## Work order
From the listing below, how many lines hold the word "const"? Write only the number.

## Provided material
........

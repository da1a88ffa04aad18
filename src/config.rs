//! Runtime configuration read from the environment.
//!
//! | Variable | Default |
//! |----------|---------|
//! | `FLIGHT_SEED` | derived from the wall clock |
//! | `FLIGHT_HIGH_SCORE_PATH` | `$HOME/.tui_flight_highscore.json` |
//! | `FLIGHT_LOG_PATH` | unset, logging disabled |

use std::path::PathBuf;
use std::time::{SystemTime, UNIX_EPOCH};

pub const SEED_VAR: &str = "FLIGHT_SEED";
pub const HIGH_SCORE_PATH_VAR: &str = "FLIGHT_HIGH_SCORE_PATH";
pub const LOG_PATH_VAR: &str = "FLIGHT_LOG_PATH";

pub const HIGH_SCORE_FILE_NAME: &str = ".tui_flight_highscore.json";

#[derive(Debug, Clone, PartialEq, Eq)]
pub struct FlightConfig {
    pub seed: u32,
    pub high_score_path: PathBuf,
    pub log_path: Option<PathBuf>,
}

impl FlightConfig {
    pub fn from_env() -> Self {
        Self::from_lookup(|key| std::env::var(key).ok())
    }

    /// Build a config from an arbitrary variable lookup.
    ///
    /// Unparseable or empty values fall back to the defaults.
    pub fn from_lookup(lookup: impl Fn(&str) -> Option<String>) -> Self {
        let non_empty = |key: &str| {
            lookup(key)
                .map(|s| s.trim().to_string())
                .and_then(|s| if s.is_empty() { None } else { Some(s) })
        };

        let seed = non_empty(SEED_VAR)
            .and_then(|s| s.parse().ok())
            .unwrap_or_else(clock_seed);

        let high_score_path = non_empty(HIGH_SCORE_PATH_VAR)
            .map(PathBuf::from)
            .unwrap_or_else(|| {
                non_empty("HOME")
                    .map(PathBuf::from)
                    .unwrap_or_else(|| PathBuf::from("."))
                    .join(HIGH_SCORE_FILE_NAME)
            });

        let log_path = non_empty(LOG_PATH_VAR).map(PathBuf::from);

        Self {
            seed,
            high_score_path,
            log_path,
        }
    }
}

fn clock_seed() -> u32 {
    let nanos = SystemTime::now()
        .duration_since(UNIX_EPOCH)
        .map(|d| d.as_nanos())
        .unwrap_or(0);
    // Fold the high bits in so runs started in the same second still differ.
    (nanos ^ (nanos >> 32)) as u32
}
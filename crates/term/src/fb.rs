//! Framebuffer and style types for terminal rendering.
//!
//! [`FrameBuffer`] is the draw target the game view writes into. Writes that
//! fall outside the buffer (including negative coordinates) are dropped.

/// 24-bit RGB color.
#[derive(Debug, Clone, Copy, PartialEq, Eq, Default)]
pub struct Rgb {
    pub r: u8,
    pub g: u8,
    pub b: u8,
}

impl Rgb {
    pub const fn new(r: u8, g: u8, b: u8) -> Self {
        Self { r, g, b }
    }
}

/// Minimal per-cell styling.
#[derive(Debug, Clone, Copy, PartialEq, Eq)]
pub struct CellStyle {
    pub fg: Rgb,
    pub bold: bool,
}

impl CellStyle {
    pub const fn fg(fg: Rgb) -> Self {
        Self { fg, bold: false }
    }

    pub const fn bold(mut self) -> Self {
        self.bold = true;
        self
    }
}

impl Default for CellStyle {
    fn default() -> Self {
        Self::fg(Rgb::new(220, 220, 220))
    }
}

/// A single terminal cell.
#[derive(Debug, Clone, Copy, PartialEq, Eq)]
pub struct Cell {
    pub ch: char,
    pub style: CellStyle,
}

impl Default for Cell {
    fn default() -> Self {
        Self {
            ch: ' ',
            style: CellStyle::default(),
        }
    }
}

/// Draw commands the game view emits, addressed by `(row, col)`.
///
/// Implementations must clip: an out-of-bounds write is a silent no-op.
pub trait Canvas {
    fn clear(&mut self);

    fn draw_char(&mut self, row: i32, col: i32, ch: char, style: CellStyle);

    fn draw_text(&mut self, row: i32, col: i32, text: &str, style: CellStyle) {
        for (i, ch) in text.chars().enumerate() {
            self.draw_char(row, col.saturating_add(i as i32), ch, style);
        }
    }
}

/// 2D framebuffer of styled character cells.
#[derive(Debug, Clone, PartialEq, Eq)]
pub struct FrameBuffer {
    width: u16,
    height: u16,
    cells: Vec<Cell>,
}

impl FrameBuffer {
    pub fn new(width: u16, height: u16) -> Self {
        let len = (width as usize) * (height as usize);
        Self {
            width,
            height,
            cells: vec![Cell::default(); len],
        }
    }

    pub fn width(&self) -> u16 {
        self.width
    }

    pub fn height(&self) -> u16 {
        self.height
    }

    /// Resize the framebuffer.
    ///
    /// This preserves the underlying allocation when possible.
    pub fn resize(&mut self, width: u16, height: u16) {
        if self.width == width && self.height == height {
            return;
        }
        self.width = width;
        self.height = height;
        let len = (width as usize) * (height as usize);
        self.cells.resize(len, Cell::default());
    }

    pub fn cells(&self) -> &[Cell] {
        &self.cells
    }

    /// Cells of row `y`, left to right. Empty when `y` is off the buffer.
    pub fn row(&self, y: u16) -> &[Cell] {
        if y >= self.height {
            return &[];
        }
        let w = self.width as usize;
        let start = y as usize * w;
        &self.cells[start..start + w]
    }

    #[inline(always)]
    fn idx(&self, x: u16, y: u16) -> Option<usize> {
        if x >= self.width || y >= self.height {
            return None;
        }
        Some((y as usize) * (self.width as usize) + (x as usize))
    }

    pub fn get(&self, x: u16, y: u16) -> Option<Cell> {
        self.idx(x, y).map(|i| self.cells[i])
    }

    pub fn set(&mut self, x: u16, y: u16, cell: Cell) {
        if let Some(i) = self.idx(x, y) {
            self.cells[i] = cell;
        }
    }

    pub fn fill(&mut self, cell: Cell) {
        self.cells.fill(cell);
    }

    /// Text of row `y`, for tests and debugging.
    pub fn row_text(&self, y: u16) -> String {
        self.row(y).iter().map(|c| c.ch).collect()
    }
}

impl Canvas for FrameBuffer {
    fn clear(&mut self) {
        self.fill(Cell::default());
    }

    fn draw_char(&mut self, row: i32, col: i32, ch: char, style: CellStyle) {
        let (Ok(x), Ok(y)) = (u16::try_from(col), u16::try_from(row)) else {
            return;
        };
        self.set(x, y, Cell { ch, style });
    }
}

........

## Solution for this problem
7